> WORK TASK
Copy exactly the stretch of data below from the line with "pub fn abstract_type(name: impl" through the line with "static ANY: LazyLock<TypeDescriptor>", including both of those lines.

> STUDY MATERIAL
◆ ◆ ◆
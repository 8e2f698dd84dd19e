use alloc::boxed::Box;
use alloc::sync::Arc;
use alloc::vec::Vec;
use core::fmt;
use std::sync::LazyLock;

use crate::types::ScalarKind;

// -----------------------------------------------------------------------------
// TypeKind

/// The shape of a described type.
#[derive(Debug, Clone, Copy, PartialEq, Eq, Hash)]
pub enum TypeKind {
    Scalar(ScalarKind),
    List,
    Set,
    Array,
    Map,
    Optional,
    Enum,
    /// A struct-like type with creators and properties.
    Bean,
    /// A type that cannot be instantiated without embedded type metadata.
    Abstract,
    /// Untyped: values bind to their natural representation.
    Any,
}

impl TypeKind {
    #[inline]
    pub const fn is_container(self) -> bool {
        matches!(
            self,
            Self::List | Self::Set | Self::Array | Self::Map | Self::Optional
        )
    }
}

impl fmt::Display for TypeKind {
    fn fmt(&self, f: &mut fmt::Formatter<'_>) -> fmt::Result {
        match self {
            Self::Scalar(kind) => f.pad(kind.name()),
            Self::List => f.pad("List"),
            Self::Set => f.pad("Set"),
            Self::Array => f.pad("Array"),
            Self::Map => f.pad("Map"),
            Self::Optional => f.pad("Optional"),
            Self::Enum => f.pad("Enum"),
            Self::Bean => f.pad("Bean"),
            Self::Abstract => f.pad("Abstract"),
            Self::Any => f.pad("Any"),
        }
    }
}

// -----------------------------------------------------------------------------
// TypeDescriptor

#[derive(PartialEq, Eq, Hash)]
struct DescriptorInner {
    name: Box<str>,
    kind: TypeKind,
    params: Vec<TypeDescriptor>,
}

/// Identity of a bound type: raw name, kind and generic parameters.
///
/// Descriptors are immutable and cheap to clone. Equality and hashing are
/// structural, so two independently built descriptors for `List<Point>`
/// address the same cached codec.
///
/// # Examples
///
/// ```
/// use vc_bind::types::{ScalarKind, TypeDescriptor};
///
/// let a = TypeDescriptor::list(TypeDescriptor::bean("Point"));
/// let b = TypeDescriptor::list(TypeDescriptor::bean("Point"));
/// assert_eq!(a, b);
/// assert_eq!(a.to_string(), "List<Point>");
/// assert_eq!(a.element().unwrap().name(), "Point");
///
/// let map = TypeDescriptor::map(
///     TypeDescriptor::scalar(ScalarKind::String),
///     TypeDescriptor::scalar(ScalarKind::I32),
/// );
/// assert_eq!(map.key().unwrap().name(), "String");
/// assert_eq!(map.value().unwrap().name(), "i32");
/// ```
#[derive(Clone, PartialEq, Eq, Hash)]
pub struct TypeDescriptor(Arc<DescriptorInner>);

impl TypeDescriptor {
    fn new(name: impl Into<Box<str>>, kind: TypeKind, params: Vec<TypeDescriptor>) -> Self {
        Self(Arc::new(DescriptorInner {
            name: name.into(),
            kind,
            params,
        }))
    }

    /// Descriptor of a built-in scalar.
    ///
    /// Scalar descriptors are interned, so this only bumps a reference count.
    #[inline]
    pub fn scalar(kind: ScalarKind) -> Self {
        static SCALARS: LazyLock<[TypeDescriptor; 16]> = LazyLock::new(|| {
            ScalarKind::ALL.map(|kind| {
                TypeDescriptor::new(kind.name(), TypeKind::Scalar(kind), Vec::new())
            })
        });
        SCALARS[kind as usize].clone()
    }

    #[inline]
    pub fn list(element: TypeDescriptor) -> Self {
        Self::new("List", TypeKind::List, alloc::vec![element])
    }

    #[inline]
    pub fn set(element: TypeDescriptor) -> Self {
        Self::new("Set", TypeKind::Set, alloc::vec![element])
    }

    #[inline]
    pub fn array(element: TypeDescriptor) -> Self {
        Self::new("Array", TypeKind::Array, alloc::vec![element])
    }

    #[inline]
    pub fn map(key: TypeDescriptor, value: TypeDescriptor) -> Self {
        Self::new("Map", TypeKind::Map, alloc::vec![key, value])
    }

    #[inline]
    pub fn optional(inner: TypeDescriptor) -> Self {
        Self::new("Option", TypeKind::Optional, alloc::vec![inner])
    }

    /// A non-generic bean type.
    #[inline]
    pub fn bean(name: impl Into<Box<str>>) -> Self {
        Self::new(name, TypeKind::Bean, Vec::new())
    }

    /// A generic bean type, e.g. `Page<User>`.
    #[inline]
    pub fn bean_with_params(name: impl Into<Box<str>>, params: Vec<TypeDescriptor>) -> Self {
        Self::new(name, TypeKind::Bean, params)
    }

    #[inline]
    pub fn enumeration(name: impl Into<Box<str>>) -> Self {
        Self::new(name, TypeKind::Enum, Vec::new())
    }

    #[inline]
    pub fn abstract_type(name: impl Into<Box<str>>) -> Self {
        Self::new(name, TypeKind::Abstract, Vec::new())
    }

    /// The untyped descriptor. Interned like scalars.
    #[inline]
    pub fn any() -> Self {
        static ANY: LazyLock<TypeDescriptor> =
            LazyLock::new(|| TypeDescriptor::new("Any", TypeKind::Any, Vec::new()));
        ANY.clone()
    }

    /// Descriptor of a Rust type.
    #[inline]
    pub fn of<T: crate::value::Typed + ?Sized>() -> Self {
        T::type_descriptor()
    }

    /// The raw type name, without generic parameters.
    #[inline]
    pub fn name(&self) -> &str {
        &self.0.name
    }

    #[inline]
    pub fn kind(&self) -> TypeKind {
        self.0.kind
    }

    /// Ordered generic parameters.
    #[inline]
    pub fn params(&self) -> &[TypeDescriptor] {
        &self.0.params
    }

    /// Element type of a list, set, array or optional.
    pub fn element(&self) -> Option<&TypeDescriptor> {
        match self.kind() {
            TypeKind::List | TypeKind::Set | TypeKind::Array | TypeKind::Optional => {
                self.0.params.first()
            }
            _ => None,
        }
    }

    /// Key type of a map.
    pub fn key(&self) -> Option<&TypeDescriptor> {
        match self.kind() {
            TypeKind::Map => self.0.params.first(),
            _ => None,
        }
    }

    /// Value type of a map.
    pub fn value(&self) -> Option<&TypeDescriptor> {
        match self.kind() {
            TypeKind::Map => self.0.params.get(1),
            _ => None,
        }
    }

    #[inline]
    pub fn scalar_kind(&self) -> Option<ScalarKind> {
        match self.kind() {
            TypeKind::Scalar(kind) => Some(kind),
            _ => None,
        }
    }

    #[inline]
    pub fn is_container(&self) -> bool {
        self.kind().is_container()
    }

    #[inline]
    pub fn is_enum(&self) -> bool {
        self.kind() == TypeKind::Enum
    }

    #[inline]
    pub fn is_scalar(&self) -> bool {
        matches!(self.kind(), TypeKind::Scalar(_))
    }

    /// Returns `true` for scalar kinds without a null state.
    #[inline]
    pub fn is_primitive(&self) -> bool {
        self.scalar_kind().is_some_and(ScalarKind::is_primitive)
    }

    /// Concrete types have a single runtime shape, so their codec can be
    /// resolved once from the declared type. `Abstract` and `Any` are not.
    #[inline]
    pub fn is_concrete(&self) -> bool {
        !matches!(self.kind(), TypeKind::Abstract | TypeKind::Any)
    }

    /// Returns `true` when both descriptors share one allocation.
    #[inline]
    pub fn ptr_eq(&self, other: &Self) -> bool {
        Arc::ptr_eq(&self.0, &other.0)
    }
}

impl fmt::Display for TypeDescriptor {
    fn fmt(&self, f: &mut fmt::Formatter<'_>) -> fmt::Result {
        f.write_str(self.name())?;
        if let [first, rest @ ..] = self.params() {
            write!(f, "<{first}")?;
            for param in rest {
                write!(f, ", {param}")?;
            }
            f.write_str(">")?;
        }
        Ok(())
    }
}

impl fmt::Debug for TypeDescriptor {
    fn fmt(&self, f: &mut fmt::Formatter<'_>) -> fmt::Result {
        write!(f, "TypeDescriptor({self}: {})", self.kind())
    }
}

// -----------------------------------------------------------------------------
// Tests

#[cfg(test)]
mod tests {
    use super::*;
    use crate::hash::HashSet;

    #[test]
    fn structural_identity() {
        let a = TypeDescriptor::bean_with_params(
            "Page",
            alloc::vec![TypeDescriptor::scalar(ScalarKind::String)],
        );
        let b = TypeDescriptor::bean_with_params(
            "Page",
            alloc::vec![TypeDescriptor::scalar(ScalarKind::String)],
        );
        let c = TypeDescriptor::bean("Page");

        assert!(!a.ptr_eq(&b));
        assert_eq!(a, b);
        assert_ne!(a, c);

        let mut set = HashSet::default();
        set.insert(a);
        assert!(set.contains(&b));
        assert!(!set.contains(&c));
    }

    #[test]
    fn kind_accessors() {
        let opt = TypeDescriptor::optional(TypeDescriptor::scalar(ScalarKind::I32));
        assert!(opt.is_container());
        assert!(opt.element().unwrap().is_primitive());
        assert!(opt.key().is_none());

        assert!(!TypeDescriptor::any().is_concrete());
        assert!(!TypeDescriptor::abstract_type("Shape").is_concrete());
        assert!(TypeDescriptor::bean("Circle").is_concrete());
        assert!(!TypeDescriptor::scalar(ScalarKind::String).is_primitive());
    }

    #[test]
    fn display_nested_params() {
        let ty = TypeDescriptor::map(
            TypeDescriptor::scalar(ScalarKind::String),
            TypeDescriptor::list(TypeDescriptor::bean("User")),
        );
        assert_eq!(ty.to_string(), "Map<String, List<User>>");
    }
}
◆ ◆ ◆
> REPLY TO THE TASK
    pub fn abstract_type(name: impl Into<Box<str>>) -> Self {
        Self::new(name, TypeKind::Abstract, Vec::new())
    }

    /// The untyped descriptor. Interned like scalars.
    #[inline]
    pub fn any() -> Self {
        static ANY: LazyLock<TypeDescriptor> =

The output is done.